_What you need to do_
Count every line below in which "constants" occurs, then give only the count.

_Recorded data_
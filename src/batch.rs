use std::time::{Duration, Instant};

use evacnet_core::{
    AreaAnchors, ComputeBudget, GraphLoader, StreetGraph,
    pipeline::{EvaluationOptions, evaluate_scenario},
    scenario::Scenario,
};
use log::{info, warn};
use rayon::prelude::*;
use serde::{Deserialize, Serialize};

use crate::{BatchError, BatchReport, ScenarioOutcome};

#[derive(Debug, Clone, Default, PartialEq, Serialize, Deserialize)]
#[serde(default)]
pub struct BatchOptions {
    #[serde(flatten)]
    pub evaluation: EvaluationOptions,
    /// Wall-clock limit for each scenario, unlimited when unset
    pub scenario_timeout_secs: Option<u64>,
}

impl BatchOptions {
    pub fn scenario_timeout(&self) -> Option<Duration> {
        self.scenario_timeout_secs.map(Duration::from_secs)
    }
}

/// Evaluates all scenarios in parallel against one base graph.
///
/// A scenario that fails or runs out of time is reported as
/// [`ScenarioOutcome::Failed`]; the others are unaffected.
pub fn evaluate_batch(
    base: &StreetGraph,
    scenarios: &[Scenario],
    anchors: &AreaAnchors,
    options: &BatchOptions,
) -> BatchReport {
    let started = Instant::now();
    info!(
        "Evaluating {} scenarios on {} nodes",
        scenarios.len(),
        base.node_count()
    );

    let outcomes: Vec<ScenarioOutcome> = scenarios
        .par_iter()
        .map(|scenario| {
            let budget = ComputeBudget::from_timeout(options.scenario_timeout());
            match evaluate_scenario(base, scenario, anchors, &options.evaluation, &budget) {
                Ok(evaluation) => ScenarioOutcome::Evaluated(evaluation),
                Err(err) => {
                    warn!("Scenario '{}' failed: {err}", scenario.id);
                    ScenarioOutcome::failed(&scenario.id, &err)
                }
            }
        })
        .collect();

    let report = BatchReport {
        area: None,
        graph_nodes: base.node_count(),
        graph_edges: base.edge_count(),
        elapsed_secs: started.elapsed().as_secs_f64(),
        outcomes,
    };
    info!(
        "Batch finished in {:.2}s: {} evaluated, {} failed",
        report.elapsed_secs,
        report.outcomes.len() - report.failed_count(),
        report.failed_count()
    );
    report
}

/// Loads the street graph of a known area and evaluates the scenarios on it.
///
/// # Errors
///
/// An unavailable graph stops the whole batch, as does an area without
/// configured anchors
pub fn evaluate_area(
    loader: &GraphLoader,
    place: &str,
    scenarios: &[Scenario],
    options: &BatchOptions,
) -> Result<BatchReport, BatchError> {
    let anchors = loader
        .anchors(place)
        .ok_or_else(|| BatchError::MissingAnchors(place.to_string()))?;
    let graph = loader.load_graph(place, false)?;

    let mut report = evaluate_batch(&graph, scenarios, anchors, options);
    report.area = Some(loader.config().canonical_key(place));
    Ok(report)
}
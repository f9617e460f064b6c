use hashbrown::HashMap;
use itertools::Itertools;
use petgraph::graph::NodeIndex;

use super::{DegenerateInput, MetricsParams};
use crate::{model::StreetGraph, routing::Route};

/// Most used route nodes, by number of routes through them.
///
/// Ties are broken by node index so the selection is deterministic.
fn critical_nodes(routes: &[Route], fraction: f64, total_nodes: usize) -> Vec<NodeIndex> {
    let mut usage: HashMap<NodeIndex, usize> = HashMap::new();
    for route in routes {
        for node in route.nodes.iter().unique() {
            *usage.entry(*node).or_default() += 1;
        }
    }

    #[allow(
        clippy::cast_possible_truncation,
        clippy::cast_sign_loss,
        clippy::cast_precision_loss
    )]
    let count = ((total_nodes as f64 * fraction).floor() as usize).max(1);

    usage
        .into_iter()
        .sorted_unstable_by(|(a, a_uses), (b, b_uses)| b_uses.cmp(a_uses).then(a.cmp(b)))
        .take(count)
        .map(|(node, _)| node)
        .collect()
}

#[allow(clippy::cast_precision_loss)]
pub(super) fn robustness_with_note(
    graph: &StreetGraph,
    routes: &[Route],
    params: &MetricsParams,
) -> (f64, Option<DegenerateInput>) {
    let total = graph.node_count();
    if total < params.min_robustness_nodes {
        return (params.neutral, Some(DegenerateInput::TooFewNodesForRobustness));
    }
    if routes.is_empty() {
        return (params.neutral, Some(DegenerateInput::NoRoutes));
    }

    let before = graph.weakly_connected_components();
    let mut damaged = graph.clone();
    for node in critical_nodes(routes, params.critical_fraction, total) {
        damaged.remove_node(node);
    }
    let after = damaged.weakly_connected_components();

    let increase = after as f64 - before as f64;
    let scale = (total as f64 / 100.0).max(1.0);
    ((1.0 - increase / scale).clamp(0.0, 1.0), None)
}

/// Connectivity left after removing the most used tenth of route nodes, in
/// `[0, 1]`.
///
/// Returns 0.5 for graphs under ten nodes or an empty route set.
pub fn robustness(graph: &StreetGraph, routes: &[Route]) -> f64 {
    robustness_with_note(graph, routes, &MetricsParams::default()).0
}
use hashbrown::HashSet;
use petgraph::{graph::NodeIndex, visit::EdgeRef};

use crate::{model::StreetGraph, routing::Route};

/// Distinct street segments, each two-way pair of directed edges counted once
fn street_segments(graph: &StreetGraph) -> HashSet<(NodeIndex, NodeIndex)> {
    graph
        .edge_references()
        .filter(|edge| edge.source() != edge.target())
        .map(|edge| {
            let (a, b) = (edge.source(), edge.target());
            if a < b { (a, b) } else { (b, a) }
        })
        .collect()
}

/// `2|E| / (|V|(|V|-1))` over street segments, 0 for fewer than two nodes
#[allow(clippy::cast_precision_loss)]
pub fn network_density(graph: &StreetGraph) -> f64 {
    let nodes = graph.node_count();
    if nodes < 2 {
        return 0.0;
    }
    let segments = street_segments(graph).len() as f64;
    let nodes = nodes as f64;
    2.0 * segments / (nodes * (nodes - 1.0))
}

/// `1 / (1 + mean route node count / |V|)`, 0 without routes
#[allow(clippy::cast_precision_loss)]
pub fn route_efficiency(graph: &StreetGraph, routes: &[Route]) -> f64 {
    let nodes = graph.node_count();
    if routes.is_empty() || nodes == 0 {
        return 0.0;
    }
    let mean_len =
        routes.iter().map(Route::node_count).sum::<usize>() as f64 / routes.len() as f64;
    1.0 / (1.0 + mean_len / nodes as f64)
}

/// Queue proxy at the node with the most adjacent streets.
///
/// Degree is the number of distinct undirected neighbours, so a two-way street
/// adds one to each end rather than two.
#[allow(clippy::cast_precision_loss)]
pub fn max_queue_length(graph: &StreetGraph, queue_per_degree: f64) -> f64 {
    let mut neighbours: Vec<usize> = vec![0; graph.node_bound()];
    for (a, b) in street_segments(graph) {
        neighbours[a.index()] += 1;
        neighbours[b.index()] += 1;
    }
    let max_degree = neighbours.into_iter().max().unwrap_or(0);
    max_degree as f64 * queue_per_degree
}

#[cfg(test)]
mod tests {
    use super::*;
    use crate::model::StreetEdge;

    #[test]
    fn two_way_street_counts_once() {
        let mut graph = StreetGraph::new();
        let a = graph.add_node(1, 0.0, 0.0).unwrap();
        let b = graph.add_node(2, 0.001, 0.0).unwrap();
        graph.add_street(a, b, StreetEdge::new(50.0)).unwrap();
        graph.add_edge(a, b, StreetEdge::new(60.0)).unwrap();

        assert!((network_density(&graph) - 1.0).abs() < 1e-12);
        assert!((max_queue_length(&graph, 50.0) - 50.0).abs() < 1e-12);
    }

    #[test]
    fn one_way_edges_count_as_segments() {
        let mut graph = StreetGraph::new();
        let a = graph.add_node(1, 0.0, 0.0).unwrap();
        let b = graph.add_node(2, 0.001, 0.0).unwrap();
        let c = graph.add_node(3, 0.002, 0.0).unwrap();
        graph.add_edge(a, b, StreetEdge::new(100.0)).unwrap();
        graph.add_edge(b, c, StreetEdge::new(100.0)).unwrap();

        assert!((network_density(&graph) - 2.0 / 3.0).abs() < 1e-12);
    }

    #[test]
    fn queue_counts_neighbours_not_directed_edges() {
        let mut graph = StreetGraph::new();
        let hub = graph.add_node(1, 0.0, 0.0).unwrap();
        let north = graph.add_node(2, 0.0, 0.001).unwrap();
        let east = graph.add_node(3, 0.001, 0.0).unwrap();
        let south = graph.add_node(4, 0.0, -0.001).unwrap();
        graph.add_street(hub, north, StreetEdge::new(111.0)).unwrap();
        graph.add_street(hub, east, StreetEdge::new(111.0)).unwrap();
        graph.add_edge(south, hub, StreetEdge::new(111.0)).unwrap();

        assert_eq!(graph.edge_count(), 5);
        assert!((max_queue_length(&graph, 50.0) - 150.0).abs() < 1e-12);
    }

    #[test]
    fn route_efficiency_without_routes_is_zero() {
        let mut graph = StreetGraph::new();
        graph.add_node(1, 0.0, 0.0).unwrap();
        assert_eq!(route_efficiency(&graph, &[]), 0.0);
    }
}
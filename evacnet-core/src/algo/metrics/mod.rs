//! Evacuation quality metrics over a graph and its route set.
//!
//! Clearance times and queue length are closed-form approximations over the
//! network shape; fairness and robustness are derived from the graph and the
//! routes. Both groups carry a [`Provenance`] tag so consumers can weigh them
//! differently.

mod fairness;
mod heuristics;
mod robustness;

use log::debug;
use serde::{Deserialize, Serialize};

pub use fairness::fairness_index;
pub use heuristics::{max_queue_length, network_density, route_efficiency};
pub use robustness::robustness;

use crate::{Error, model::StreetGraph, routing::Route};

/// Calibration constants of the metrics
#[derive(Debug, Clone, Copy, PartialEq, Serialize, Deserialize)]
#[serde(default)]
pub struct MetricsParams {
    /// Cells per side of the fairness grid
    pub grid_size: usize,
    /// Share of used nodes removed when testing robustness
    pub critical_fraction: f64,
    /// Clearance time of a fully connected network, minutes
    pub base_clearance_minutes: f64,
    pub p95_factor: f64,
    /// People queued per incident street at the busiest node
    pub queue_per_degree: f64,
    /// Value reported for fairness and robustness on degenerate input
    pub neutral: f64,
    /// Graphs smaller than this get a neutral robustness
    pub min_robustness_nodes: usize,
}

impl Default for MetricsParams {
    fn default() -> Self {
        Self {
            grid_size: 10,
            critical_fraction: 0.1,
            base_clearance_minutes: 45.0,
            p95_factor: 2.2,
            queue_per_degree: 50.0,
            neutral: 0.5,
            min_robustness_nodes: 10,
        }
    }
}

impl MetricsParams {
    /// # Errors
    ///
    /// Returns [`Error::ConfigError`] for out-of-range constants
    pub fn validate(&self) -> Result<(), Error> {
        if self.grid_size == 0 {
            return Err(Error::ConfigError("metrics.grid_size must be positive".into()));
        }
        if !(self.critical_fraction > 0.0 && self.critical_fraction <= 1.0) {
            return Err(Error::ConfigError(format!(
                "metrics.critical_fraction must be in (0, 1], got {}",
                self.critical_fraction
            )));
        }
        if !(0.0..=1.0).contains(&self.neutral) {
            return Err(Error::ConfigError(format!(
                "metrics.neutral must be in [0, 1], got {}",
                self.neutral
            )));
        }
        for (name, value) in [
            ("base_clearance_minutes", self.base_clearance_minutes),
            ("p95_factor", self.p95_factor),
            ("queue_per_degree", self.queue_per_degree),
        ] {
            if !value.is_finite() || value < 0.0 {
                return Err(Error::ConfigError(format!(
                    "metrics.{name} must be a non-negative number, got {value}"
                )));
            }
        }
        Ok(())
    }
}

/// Where a group of metric values comes from
#[derive(Debug, Clone, Copy, PartialEq, Eq, Serialize, Deserialize)]
#[serde(rename_all = "snake_case")]
pub enum Provenance {
    /// Analytic approximation, not a flow simulation
    Heuristic,
    GraphDerived,
}

#[derive(Debug, Clone, Copy, PartialEq, Eq, Serialize, Deserialize)]
#[serde(rename_all = "snake_case")]
pub enum Confidence {
    Normal,
    /// No routes, or a graph too small to say anything
    Low,
}

/// Input condition that forced a neutral or zero value
#[derive(Debug, Clone, Copy, PartialEq, Eq, PartialOrd, Ord, Serialize, Deserialize)]
#[serde(rename_all = "snake_case")]
pub enum DegenerateInput {
    NoRoutes,
    TooFewNodes,
    TooFewOccupiedCells,
    NoRouteCoverage,
    TooFewNodesForRobustness,
    /// A closure removed the node an anchor snaps to
    ClosedAnchors,
}

#[derive(Debug, Clone, Copy, PartialEq, Serialize, Deserialize)]
pub struct HeuristicMetrics {
    pub provenance: Provenance,
    /// Minutes
    pub clearance_time_p50: f64,
    /// Minutes
    pub clearance_time_p95: f64,
    /// People
    pub max_queue_length: f64,
}

#[derive(Debug, Clone, Copy, PartialEq, Serialize, Deserialize)]
pub struct GraphMetrics {
    pub provenance: Provenance,
    pub network_density: f64,
    pub route_efficiency: f64,
    pub evacuation_efficiency: f64,
    pub fairness_index: f64,
    pub robustness: f64,
    pub total_nodes: usize,
    pub total_edges: usize,
}

/// Metrics record of one scenario evaluation
#[derive(Debug, Clone, PartialEq, Serialize, Deserialize)]
pub struct EvacuationMetrics {
    pub heuristic: HeuristicMetrics,
    pub graph: GraphMetrics,
    pub routes_evaluated: usize,
    pub confidence: Confidence,
    #[serde(default, skip_serializing_if = "Vec::is_empty")]
    pub degenerate: Vec<DegenerateInput>,
}

impl EvacuationMetrics {
    pub fn clearance_time_p50(&self) -> f64 {
        self.heuristic.clearance_time_p50
    }

    pub fn clearance_time_p95(&self) -> f64 {
        self.heuristic.clearance_time_p95
    }

    pub fn max_queue_length(&self) -> f64 {
        self.heuristic.max_queue_length
    }

    pub fn network_density(&self) -> f64 {
        self.graph.network_density
    }

    pub fn route_efficiency(&self) -> f64 {
        self.graph.route_efficiency
    }

    pub fn evacuation_efficiency(&self) -> f64 {
        self.graph.evacuation_efficiency
    }

    pub fn fairness_index(&self) -> f64 {
        self.graph.fairness_index
    }

    pub fn robustness(&self) -> f64 {
        self.graph.robustness
    }

    pub fn is_low_confidence(&self) -> bool {
        self.confidence == Confidence::Low
    }

    /// Records a degenerate input found outside the calculator and drops confidence
    pub(crate) fn note(&mut self, input: DegenerateInput) {
        self.degenerate.push(input);
        self.degenerate.sort_unstable();
        self.degenerate.dedup();
        self.confidence = Confidence::Low;
    }
}

/// Computes [`EvacuationMetrics`] with a fixed set of calibration constants
#[derive(Debug, Clone, Default)]
pub struct MetricsCalculator {
    params: MetricsParams,
}

impl MetricsCalculator {
    pub fn new(params: MetricsParams) -> Self {
        Self { params }
    }

    pub fn params(&self) -> &MetricsParams {
        &self.params
    }

    /// Never fails: degenerate input yields neutral values and a note.
    pub fn compute(&self, graph: &StreetGraph, routes: &[Route]) -> EvacuationMetrics {
        let params = &self.params;
        let mut degenerate = Vec::new();

        if graph.node_count() < 2 {
            degenerate.push(DegenerateInput::TooFewNodes);
        }
        if routes.is_empty() {
            degenerate.push(DegenerateInput::NoRoutes);
        }

        let density = network_density(graph);
        let clearance_time_p50 = params.base_clearance_minutes * (1.0 + (1.0 - density));
        let heuristic = HeuristicMetrics {
            provenance: Provenance::Heuristic,
            clearance_time_p50,
            clearance_time_p95: clearance_time_p50 * params.p95_factor,
            max_queue_length: max_queue_length(graph, params.queue_per_degree),
        };

        let ((fairness, fairness_note), (robust, robustness_note)) = rayon::join(
            || fairness::fairness_with_note(graph, routes, params),
            || robustness::robustness_with_note(graph, routes, params),
        );
        degenerate.extend(fairness_note);
        degenerate.extend(robustness_note);
        degenerate.sort_unstable();
        degenerate.dedup();

        let graph_metrics = GraphMetrics {
            provenance: Provenance::GraphDerived,
            network_density: density,
            route_efficiency: route_efficiency(graph, routes),
            evacuation_efficiency: evacuation_efficiency(graph, routes),
            fairness_index: fairness,
            robustness: robust,
            total_nodes: graph.node_count(),
            total_edges: graph.edge_count(),
        };

        let confidence = if routes.is_empty() || graph.node_count() < 2 {
            Confidence::Low
        } else {
            Confidence::Normal
        };

        debug!(
            "Metrics over {} routes: density {:.3}, fairness {:.3}, robustness {:.3}",
            routes.len(),
            density,
            fairness,
            robust
        );

        EvacuationMetrics {
            heuristic,
            graph: graph_metrics,
            routes_evaluated: routes.len(),
            confidence,
            degenerate,
        }
    }
}

/// [`MetricsCalculator::compute`] with default constants
pub fn compute(graph: &StreetGraph, routes: &[Route]) -> EvacuationMetrics {
    MetricsCalculator::default().compute(graph, routes)
}

/// Mean directness of the routes, 0 without routes
#[allow(clippy::cast_precision_loss)]
pub fn evacuation_efficiency(graph: &StreetGraph, routes: &[Route]) -> f64 {
    if routes.is_empty() {
        return 0.0;
    }
    routes.iter().map(|route| route.directness(graph)).sum::<f64>() / routes.len() as f64
}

_Completed exercise_
4